For Deacon Darell and Father John Nepil, the journey was different, but not any less providential.

While he grew up Catholic, Father John wasn’t interested in setting foot on any Church activity during his teenage years. His saving grace was perhaps what many parents have to do to get their teenagers to Church: bribe them.

“His mom and I basically bribed him to go to the Steubenville of the Rockies Conference,” Deacon Darell said with a laugh. “He didn’t want to go, but we’d heard so many good things about it, that we said, ‘We’re going to make this happen, whatever it takes.’”

So the Nepils came up with a creative idea.

“He owed me some money for a uniform that he had needed for a job in the summer. So, I said, ‘Listen, if you go to the Steubenville of the Rockies Conference, I’ll forgive your debt. And he did, he and his brother went. And John especially came back a different boy. He literally was converted with a lightning bolt at that retreat.”

To this day, Father John marks his conversion to Christ from the summer before his senior year in high school when he attended that conference. 

As it happens with stories worth telling, the details of how much money he owed his father have varied over the years, and it’s a matter of debate among them, but Father John remembers it was close to $500.

“That’s subject to each one,” Father John said laughingly. “But what matters is that they offered to forgive my debt if I went to this retreat – it was money well spent.”

Besides this important event, Father John said that his dad influenced him in many ways by the simple fact of who he was as a father.

“My dad’s faith and moral character were a rock for me during some difficult teenage years,” he said. “He’s a great example of a man who was always faithful and lived a really outstanding moral life, but then as he deepened in love with Christ, he decided to give of himself in a more profound service.”

Father John Nepil (left) and Deacon Darrell Nepil (right) both had rather roundabout ways to their respective vocations, but they both say serving God’s people together as brothers in Holy Orders is a great joy. (Photo provided)

Besides his desire to serve and follow God, the seed that would eventually lead Deacon Darell to the diaconate was planted by a coworker, who would also take holy orders: Deacon Joe Donohoe.

“One day he said to me, ‘You should be a deacon.’ And, of course, I laughed at him and said, ‘I don’t have time for that.
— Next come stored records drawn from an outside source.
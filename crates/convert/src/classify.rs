use crate::model::{LimitRecord, LimitSubclass, LoadingTier, VoltageBound};

/// Broad family a subclass name places a record in.
#[derive(Debug, Clone, Copy, PartialEq, Eq)]
pub enum Family {
    Voltage,
    Loading(LimitSubclass),
}

#[derive(Debug, Clone, PartialEq, Eq)]
pub enum Category {
    Voltage(VoltageBound),
    Loading {
        subclass: LimitSubclass,
        tier: LoadingTier,
    },
    Unclassified(Unclassified),
}

/// A record the classifier could not place, with the raw fields involved.
#[derive(Debug, Clone, PartialEq, Eq)]
pub struct Unclassified {
    /// `None` when the subclass itself was not recognized.
    pub family: Option<Family>,
    pub subclass: String,
    pub type_name: Option<String>,
    pub limit_type: Option<String>,
}

impl std::fmt::Display for Unclassified {
    fn fmt(&self, f: &mut std::fmt::Formatter<'_>) -> std::fmt::Result {
        write!(
            f,
            "subclass={}, typeName={}, type={}",
            self.subclass,
            self.type_name.as_deref().unwrap_or(""),
            self.limit_type.as_deref().unwrap_or(""),
        )
    }
}

/// The normalized type code and the free-text type name disagree. The type code
/// wins, even when it names no kind the classifier knows.
#[derive(Debug, Clone, PartialEq, Eq)]
pub struct TypeConflict {
    pub limit_type: String,
    pub type_name: String,
}

#[derive(Debug, Clone, PartialEq, Eq)]
pub struct Classification {
    pub category: Category,
    pub conflict: Option<TypeConflict>,
}

pub fn family(subclass: &str) -> Option<Family> {
    let lower = subclass.to_ascii_lowercase();
    if lower.contains("voltage") {
        Some(Family::Voltage)
    } else if lower.contains("current") {
        Some(Family::Loading(LimitSubclass::Current))
    } else if lower.contains("activepower") {
        Some(Family::Loading(LimitSubclass::ActivePower))
    } else if lower.contains("apparentpower") {
        Some(Family::Loading(LimitSubclass::ApparentPower))
    } else {
        None
    }
}

/// Decide category and tier of a record from its subclass and type fields.
pub fn classify(record: &LimitRecord) -> Classification {
    let limit_type = record.limit_type.as_deref();
    let type_name = record.type_name.as_deref();

    let unclassified = |family| Category::Unclassified(Unclassified {
        family,
        subclass: record.subclass.clone(),
        type_name: record.type_name.clone(),
        limit_type: record.limit_type.clone(),
    });

    match family(&record.subclass) {
        Some(Family::Voltage) => {
            let (bound, conflict) = split(limit_type, type_name, voltage_by_code, voltage_by_name);
            let category = match bound {
                Some(b) => Category::Voltage(b),
                None => unclassified(Some(Family::Voltage)),
            };
            Classification { category, conflict }
        }
        Some(Family::Loading(subclass)) => {
            let (tier, conflict) = split(limit_type, type_name, tier_by_code, tier_by_name);
            let category = match tier {
                Some(tier) => Category::Loading { subclass, tier },
                None => unclassified(Some(Family::Loading(subclass))),
            };
            Classification { category, conflict }
        }
        None => Classification {
            category: unclassified(None),
            conflict: None,
        },
    }
}

// A present type code is authoritative; the free-text name only decides when
// the code is absent.
fn split<T: Copy + PartialEq>(
    limit_type: Option<&str>,
    type_name: Option<&str>,
    by_code: fn(&str) -> Option<T>,
    by_name: fn(&str) -> Option<T>,
) -> (Option<T>, Option<TypeConflict>) {
    let named = type_name.and_then(by_name);
    let Some(code) = limit_type else {
        return (named, None);
    };
    let coded = by_code(code);
    let conflict = match (coded, named) {
        (_, None) => None,
        (Some(c), Some(n)) if c == n => None,
        _ => Some(TypeConflict {
            limit_type: code.to_string(),
            type_name: type_name.unwrap_or_default().to_string(),
        }),
    };
    (coded, conflict)
}

fn voltage_by_code(code: &str) -> Option<VoltageBound> {
    if code.ends_with("highVoltage") {
        Some(VoltageBound::High)
    } else if code.ends_with("lowVoltage") {
        Some(VoltageBound::Low)
    } else {
        None
    }
}

fn voltage_by_name(name: &str) -> Option<VoltageBound> {
    if name.eq_ignore_ascii_case("highvoltage") {
        Some(VoltageBound::High)
    } else if name.eq_ignore_ascii_case("lowvoltage") {
        Some(VoltageBound::Low)
    } else {
        None
    }
}

fn tier_by_code(code: &str) -> Option<LoadingTier> {
    if code.ends_with("patl") {
        Some(LoadingTier::Permanent)
    } else if code.ends_with("tatl") {
        Some(LoadingTier::Temporary)
    } else {
        None
    }
}

fn tier_by_name(name: &str) -> Option<LoadingTier> {
    match name {
        "PATL" => Some(LoadingTier::Permanent),
        "TATL" => Some(LoadingTier::Temporary),
        _ => None,
    }
}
My life is too busy.’ But it only took him to suggest it for the idea to keep coming back to my head, and God kept nudging me. Eventually I decided I really wanted to do that,” Deacon Darell said.

The ability to share at the altar during the Mass has deepened the natural relationship of father and son and given Deacon Darell and Father John new opportunities to grow closer to God. 

One of the most meaningful times came when Deacon Darell had a massive stroke in 2018. While he was in the hospital, Father John was able to visit and celebrate Mass at his bed and pray the rosary with him every day, as he had come back from Rome and was working on his dissertation.

“It was probably the most privileged and intimate time I’ve ever had with my father,” Father John said. “It was an amazing gift that really changed our relationship.”

“I feel like that’s a huge reason why I healed and why I am here today,” Deacon Darell added.

“It’s a real gift to have my dad as a deacon and a brother. It’s a tremendous honor. It’s one of the great joys of my life.” Father John concluded. “That’s really what has bonded our relationship together: the sheer desire to serve Jesus, especially in holy orders.”